- **Source material**
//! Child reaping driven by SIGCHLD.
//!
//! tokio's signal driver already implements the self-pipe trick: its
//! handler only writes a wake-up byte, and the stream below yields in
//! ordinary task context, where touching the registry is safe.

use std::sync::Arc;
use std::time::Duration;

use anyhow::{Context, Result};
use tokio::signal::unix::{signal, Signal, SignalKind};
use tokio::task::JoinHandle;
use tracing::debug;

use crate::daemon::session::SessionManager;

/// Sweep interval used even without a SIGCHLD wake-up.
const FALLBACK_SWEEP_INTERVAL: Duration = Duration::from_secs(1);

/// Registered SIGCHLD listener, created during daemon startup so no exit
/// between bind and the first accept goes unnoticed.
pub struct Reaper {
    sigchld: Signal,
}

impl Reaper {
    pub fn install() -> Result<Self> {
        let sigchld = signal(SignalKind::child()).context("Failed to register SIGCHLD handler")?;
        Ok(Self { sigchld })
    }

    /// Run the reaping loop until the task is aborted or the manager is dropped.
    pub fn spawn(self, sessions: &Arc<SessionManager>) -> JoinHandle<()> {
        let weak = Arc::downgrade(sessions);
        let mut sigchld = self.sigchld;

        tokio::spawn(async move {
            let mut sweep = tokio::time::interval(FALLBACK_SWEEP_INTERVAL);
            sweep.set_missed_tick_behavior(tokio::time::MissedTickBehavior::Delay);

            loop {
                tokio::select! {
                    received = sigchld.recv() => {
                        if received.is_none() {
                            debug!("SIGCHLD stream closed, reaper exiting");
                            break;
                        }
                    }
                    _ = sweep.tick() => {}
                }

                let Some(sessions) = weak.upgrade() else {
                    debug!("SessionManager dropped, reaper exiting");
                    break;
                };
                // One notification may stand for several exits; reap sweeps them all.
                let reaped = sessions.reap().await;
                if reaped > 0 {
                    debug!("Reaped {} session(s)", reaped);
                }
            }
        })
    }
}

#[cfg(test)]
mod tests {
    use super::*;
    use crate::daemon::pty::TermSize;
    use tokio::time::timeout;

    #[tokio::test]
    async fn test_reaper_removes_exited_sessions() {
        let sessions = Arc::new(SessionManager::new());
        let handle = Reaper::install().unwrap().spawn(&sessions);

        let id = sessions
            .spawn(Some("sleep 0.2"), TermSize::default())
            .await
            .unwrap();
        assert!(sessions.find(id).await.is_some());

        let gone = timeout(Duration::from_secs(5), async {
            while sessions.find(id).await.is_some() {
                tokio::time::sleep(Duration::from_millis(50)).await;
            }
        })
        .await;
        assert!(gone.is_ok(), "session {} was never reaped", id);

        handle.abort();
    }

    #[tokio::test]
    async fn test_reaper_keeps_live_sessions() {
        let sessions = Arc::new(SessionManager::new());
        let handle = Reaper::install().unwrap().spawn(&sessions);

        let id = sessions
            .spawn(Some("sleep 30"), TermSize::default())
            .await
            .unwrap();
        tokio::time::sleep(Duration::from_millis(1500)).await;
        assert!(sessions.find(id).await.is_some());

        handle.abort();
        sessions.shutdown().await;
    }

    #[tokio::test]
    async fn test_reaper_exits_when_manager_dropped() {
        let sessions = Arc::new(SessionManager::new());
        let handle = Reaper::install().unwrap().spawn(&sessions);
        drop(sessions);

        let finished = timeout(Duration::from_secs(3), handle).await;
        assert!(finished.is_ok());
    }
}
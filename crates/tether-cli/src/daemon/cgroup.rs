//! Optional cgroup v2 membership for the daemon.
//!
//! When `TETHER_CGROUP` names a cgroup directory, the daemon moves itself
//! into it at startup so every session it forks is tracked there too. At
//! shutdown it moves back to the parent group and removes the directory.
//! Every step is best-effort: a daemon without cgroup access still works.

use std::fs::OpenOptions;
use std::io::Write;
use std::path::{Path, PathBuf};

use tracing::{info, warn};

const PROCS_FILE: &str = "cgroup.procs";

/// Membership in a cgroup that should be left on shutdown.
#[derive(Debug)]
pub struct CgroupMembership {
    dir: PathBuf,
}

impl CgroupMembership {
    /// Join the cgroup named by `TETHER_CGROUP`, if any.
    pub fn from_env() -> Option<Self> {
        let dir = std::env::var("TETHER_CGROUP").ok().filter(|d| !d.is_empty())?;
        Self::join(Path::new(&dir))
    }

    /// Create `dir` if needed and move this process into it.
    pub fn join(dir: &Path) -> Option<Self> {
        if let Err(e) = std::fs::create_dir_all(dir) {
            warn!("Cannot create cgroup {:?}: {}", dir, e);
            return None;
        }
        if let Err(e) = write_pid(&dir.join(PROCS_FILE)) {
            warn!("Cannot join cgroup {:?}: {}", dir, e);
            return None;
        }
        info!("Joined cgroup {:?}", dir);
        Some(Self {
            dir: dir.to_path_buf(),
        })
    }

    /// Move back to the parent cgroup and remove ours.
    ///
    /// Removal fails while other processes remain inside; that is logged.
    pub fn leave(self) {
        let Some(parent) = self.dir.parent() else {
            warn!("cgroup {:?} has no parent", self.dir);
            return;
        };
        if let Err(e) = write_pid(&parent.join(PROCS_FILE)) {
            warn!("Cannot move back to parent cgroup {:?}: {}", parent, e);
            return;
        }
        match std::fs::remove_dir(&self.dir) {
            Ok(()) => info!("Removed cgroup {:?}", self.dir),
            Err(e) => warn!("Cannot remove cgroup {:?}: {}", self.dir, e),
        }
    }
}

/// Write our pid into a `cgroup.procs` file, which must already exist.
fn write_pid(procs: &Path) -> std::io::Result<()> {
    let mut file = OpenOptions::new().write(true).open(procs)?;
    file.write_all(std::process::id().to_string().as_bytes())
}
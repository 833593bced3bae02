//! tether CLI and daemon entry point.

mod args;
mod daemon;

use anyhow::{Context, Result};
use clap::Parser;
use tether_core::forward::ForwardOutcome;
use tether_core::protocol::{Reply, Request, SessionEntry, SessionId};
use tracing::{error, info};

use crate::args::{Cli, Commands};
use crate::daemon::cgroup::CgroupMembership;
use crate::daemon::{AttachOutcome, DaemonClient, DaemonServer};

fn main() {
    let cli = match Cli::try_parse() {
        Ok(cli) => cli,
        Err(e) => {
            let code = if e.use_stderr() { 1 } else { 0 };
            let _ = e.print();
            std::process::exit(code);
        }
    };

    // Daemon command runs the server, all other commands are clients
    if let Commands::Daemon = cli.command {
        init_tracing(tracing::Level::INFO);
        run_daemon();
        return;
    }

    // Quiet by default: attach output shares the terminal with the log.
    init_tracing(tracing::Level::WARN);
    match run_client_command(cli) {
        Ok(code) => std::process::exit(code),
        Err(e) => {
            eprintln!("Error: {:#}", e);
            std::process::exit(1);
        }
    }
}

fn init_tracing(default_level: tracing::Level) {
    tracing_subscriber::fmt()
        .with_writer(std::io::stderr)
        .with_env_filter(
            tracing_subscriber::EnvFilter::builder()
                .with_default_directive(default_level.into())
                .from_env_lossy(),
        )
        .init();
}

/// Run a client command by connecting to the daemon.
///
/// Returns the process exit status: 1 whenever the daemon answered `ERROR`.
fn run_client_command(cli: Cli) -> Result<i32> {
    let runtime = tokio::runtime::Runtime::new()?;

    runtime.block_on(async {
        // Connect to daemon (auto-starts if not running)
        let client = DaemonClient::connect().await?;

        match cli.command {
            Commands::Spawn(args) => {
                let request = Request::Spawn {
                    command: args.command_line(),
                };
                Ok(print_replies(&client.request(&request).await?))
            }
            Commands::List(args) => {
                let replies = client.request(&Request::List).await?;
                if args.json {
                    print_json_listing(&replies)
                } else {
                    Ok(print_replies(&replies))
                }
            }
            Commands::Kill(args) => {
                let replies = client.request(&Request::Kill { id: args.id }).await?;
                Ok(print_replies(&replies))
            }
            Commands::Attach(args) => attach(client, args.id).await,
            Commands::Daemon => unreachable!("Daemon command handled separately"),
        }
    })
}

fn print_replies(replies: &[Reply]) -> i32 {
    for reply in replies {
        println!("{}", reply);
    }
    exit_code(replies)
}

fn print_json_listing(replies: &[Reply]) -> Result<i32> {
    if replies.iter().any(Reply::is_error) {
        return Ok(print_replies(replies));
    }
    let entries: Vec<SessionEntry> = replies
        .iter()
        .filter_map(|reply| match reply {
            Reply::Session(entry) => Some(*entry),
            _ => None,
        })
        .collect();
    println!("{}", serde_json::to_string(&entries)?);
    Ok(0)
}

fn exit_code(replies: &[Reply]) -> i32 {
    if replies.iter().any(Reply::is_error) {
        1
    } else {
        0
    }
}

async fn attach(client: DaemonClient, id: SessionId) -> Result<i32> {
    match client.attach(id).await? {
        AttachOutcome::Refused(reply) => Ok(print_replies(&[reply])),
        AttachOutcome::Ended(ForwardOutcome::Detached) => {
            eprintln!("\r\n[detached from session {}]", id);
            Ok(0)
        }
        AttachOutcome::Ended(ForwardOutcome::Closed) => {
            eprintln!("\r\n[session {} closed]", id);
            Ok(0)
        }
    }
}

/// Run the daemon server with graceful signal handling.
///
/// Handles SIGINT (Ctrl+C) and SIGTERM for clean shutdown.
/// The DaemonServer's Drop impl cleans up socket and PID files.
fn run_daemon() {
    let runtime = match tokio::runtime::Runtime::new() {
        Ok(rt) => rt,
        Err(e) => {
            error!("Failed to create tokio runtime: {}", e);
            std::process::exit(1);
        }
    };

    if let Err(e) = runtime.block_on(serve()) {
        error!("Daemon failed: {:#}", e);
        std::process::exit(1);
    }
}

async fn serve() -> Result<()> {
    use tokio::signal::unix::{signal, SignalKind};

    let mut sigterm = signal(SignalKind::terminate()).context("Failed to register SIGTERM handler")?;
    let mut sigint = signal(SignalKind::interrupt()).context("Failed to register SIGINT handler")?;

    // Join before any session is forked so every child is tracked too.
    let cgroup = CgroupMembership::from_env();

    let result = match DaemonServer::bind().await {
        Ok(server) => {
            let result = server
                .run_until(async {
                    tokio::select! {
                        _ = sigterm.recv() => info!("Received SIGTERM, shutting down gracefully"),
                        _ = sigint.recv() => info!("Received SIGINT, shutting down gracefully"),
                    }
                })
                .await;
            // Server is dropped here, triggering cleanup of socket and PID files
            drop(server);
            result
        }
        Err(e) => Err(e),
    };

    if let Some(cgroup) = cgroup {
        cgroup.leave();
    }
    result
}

- **What to produce**
Lines holding "files" in the material above are to be reported.

- **Answer to this task**
/// The DaemonServer's Drop impl cleans up socket and PID files.
            // Server is dropped here, triggering cleanup of socket and PID files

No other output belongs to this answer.